The Judge did not find out. He never entered the kitchen, and the young pigeon grew and thrived, but not behind the stove on the plate-warmer, for Titus, finding that her little body was almost like a furnace itself, appropriated a corner of one of the big kitchen tables for her basket.
Young Titus and old Higby fed her several times a day. One had to hold her, while the other pushed the food down her throat, and cross enough the old servant man was when Titus would call out, “T-t-the goose hangs high.”
Titus did not dare to say, “It is feeding time for the pigeon, Higby,” for the Judge might have heard, and Titus feared that he would be exceedingly annoyed if he found out that a bird was being kept in his house.
It was really curious that such a dislike for the lower creation should have been imputed to a really benevolent and kind-hearted man like Judge Sancroft. True, he did not care particularly for animals. He had been brought up in a city, and he had never had any animals about him but horses and cows. He was not actively fond of them, but he always saw that they were well cared for. None of his children had been fond of animals. Certainly he was not the kind of man to have said, “No,” if any of his young sons or daughters had come to him years ago and said, “Father, I want a dog or a cat.”
However, his own children were all dead, and the opinion had strengthened with years that the Judge did not care for dumb creatures. Titus did not know that his grandfather would have listened with dismay to anyone who said to him, “Sir, you have a young grandson under your roof who is pining for pets such as other boys have, and he is afraid to ask you for them.”
The Judge was unmistakably a very good man. His white head, large, handsome face, and portly frame bore the marks of good temper, sound judgment, and eminent respectability. It was rather a wonder that he had not made himself known as a philanthropist. However, he had in early life been devoted to his profession, then he had had much trouble and bereavement, and had traveled extensively, and then his health had partly broken down, and he had resigned his judgeship, given up most of the active duties of life, and settled down to a sedentary old age.

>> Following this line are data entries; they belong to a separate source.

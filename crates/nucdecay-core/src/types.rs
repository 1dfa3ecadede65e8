//! Nuclear data model shared by every crate.

use std::collections::BTreeMap;
use std::f64::consts::LN_2;

use serde::{Deserialize, Serialize};

use crate::nuclide::NuclideId;
use crate::units::TimeUnit;

/// One decay branch from a parent to a progeny nuclide.
#[derive(Debug, Clone, PartialEq, Serialize, Deserialize)]
pub struct Progeny {
    /// Progeny nuclide.
    pub id: NuclideId,
    /// Fraction of parent decays producing this progeny, in `[0, 1]`.
    pub branching_fraction: f64,
    /// Decay mode label, e.g. `β-`, `α`, `IT`, `EC`.
    pub mode: String,
}

/// Immutable nuclear data for one species.
#[derive(Debug, Clone, PartialEq, Serialize, Deserialize)]
pub struct Nuclide {
    pub id: NuclideId,
    /// Decay constant λ in s⁻¹. Zero for stable nuclides.
    pub decay_constant: f64,
    /// Atomic mass in g/mol.
    pub atomic_mass: f64,
    /// Decay branches in dataset order.
    pub progeny: Vec<Progeny>,
    /// Energy released per decay in eV, keyed by decay mode.
    #[serde(default)]
    pub decay_energy: BTreeMap<String, f64>,
}

impl Nuclide {
    /// Build a nuclide from a half-life in seconds (`None` for stable).
    pub fn from_half_life(
        id: NuclideId,
        half_life_seconds: Option<f64>,
        atomic_mass: f64,
        progeny: Vec<Progeny>,
    ) -> Self {
        let decay_constant = match half_life_seconds {
            Some(t) => LN_2 / t,
            None => 0.0,
        };
        Self {
            id,
            decay_constant,
            atomic_mass,
            progeny,
            decay_energy: BTreeMap::new(),
        }
    }

    pub fn with_decay_energy(mut self, decay_energy: BTreeMap<String, f64>) -> Self {
        self.decay_energy = decay_energy;
        self
    }

    pub fn is_stable(&self) -> bool {
        self.decay_constant == 0.0
    }

    /// Half-life in seconds; infinite for stable nuclides.
    pub fn half_life(&self) -> f64 {
        if self.is_stable() {
            f64::INFINITY
        } else {
            LN_2 / self.decay_constant
        }
    }

    /// Half-life in the longest time unit where it is at least one, e.g.
    /// `3.8235 d` or `1.248 Gy`. Stable nuclides read `stable`.
    pub fn readable_half_life(&self, year_days: f64) -> String {
        if self.is_stable() {
            return "stable".to_string();
        }
        let (value, unit) = TimeUnit::readable(self.half_life(), year_days);
        let digits = format!("{value:.4}");
        let digits = digits.trim_end_matches('0').trim_end_matches('.');
        format!("{digits} {unit}")
    }

    /// Branching-weighted energy per decay in eV. Modes with no tabulated
    /// energy contribute nothing.
    pub fn mean_decay_energy(&self) -> f64 {
        self.progeny
            .iter()
            .map(|p| p.branching_fraction * self.decay_energy.get(&p.mode).copied().unwrap_or(0.0))
            .sum()
    }

    /// Sum of branching fractions over all progeny.
    pub fn total_branching(&self) -> f64 {
        self.progeny.iter().map(|p| p.branching_fraction).sum()
    }

    /// The branch leading to `progeny`, if any.
    pub fn branch_to(&self, progeny: NuclideId) -> Option<&Progeny> {
        self.progeny.iter().find(|p| p.id == progeny)
    }
}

But old age did not come. Renewed health did come, and at the time when our story opens the somewhat bewildered Judge found himself in the position of a man who sees the map of his life turned upside down in his hands.
He really had not enough to do. He had made enough money to live on, really more than enough, but he began to think seriously of opening that long-closed law office. He was only restrained by a question of dignity. He had been so long on the bench that he would hate to come down to office work again—and yet he could not rust out. He sighed sometimes as he thought of his future—sighed, not knowing what responsibilities Providence was preparing for him. Probably if he could have foreseen he would have sighed more heavily. However, the responsibilities brought also their alleviations with them.
Young Titus was not at all like his grandfather in appearance. The Judge was a large, rotund, handsome man, always carefully, even exquisitely, dressed. Titus was slim and dark, loose-jointed and always awry. His collar was shady, his clothes tumbled. He was not in one single outward respect like the dignified white-haired man who sat opposite him at the table. But there was the mysterious tie of blood between them. Apparently the elderly man and the boy were not at all alike, but there were points of resemblance. They both felt them, and in their way were devoted to each other.
The Judge was a much-afflicted man. Wife, sons, daughters, all were gone, but this one lad, and he often looked at him wistfully. If anything should happen to this sole grandchild the good old name of Sancroft would die out.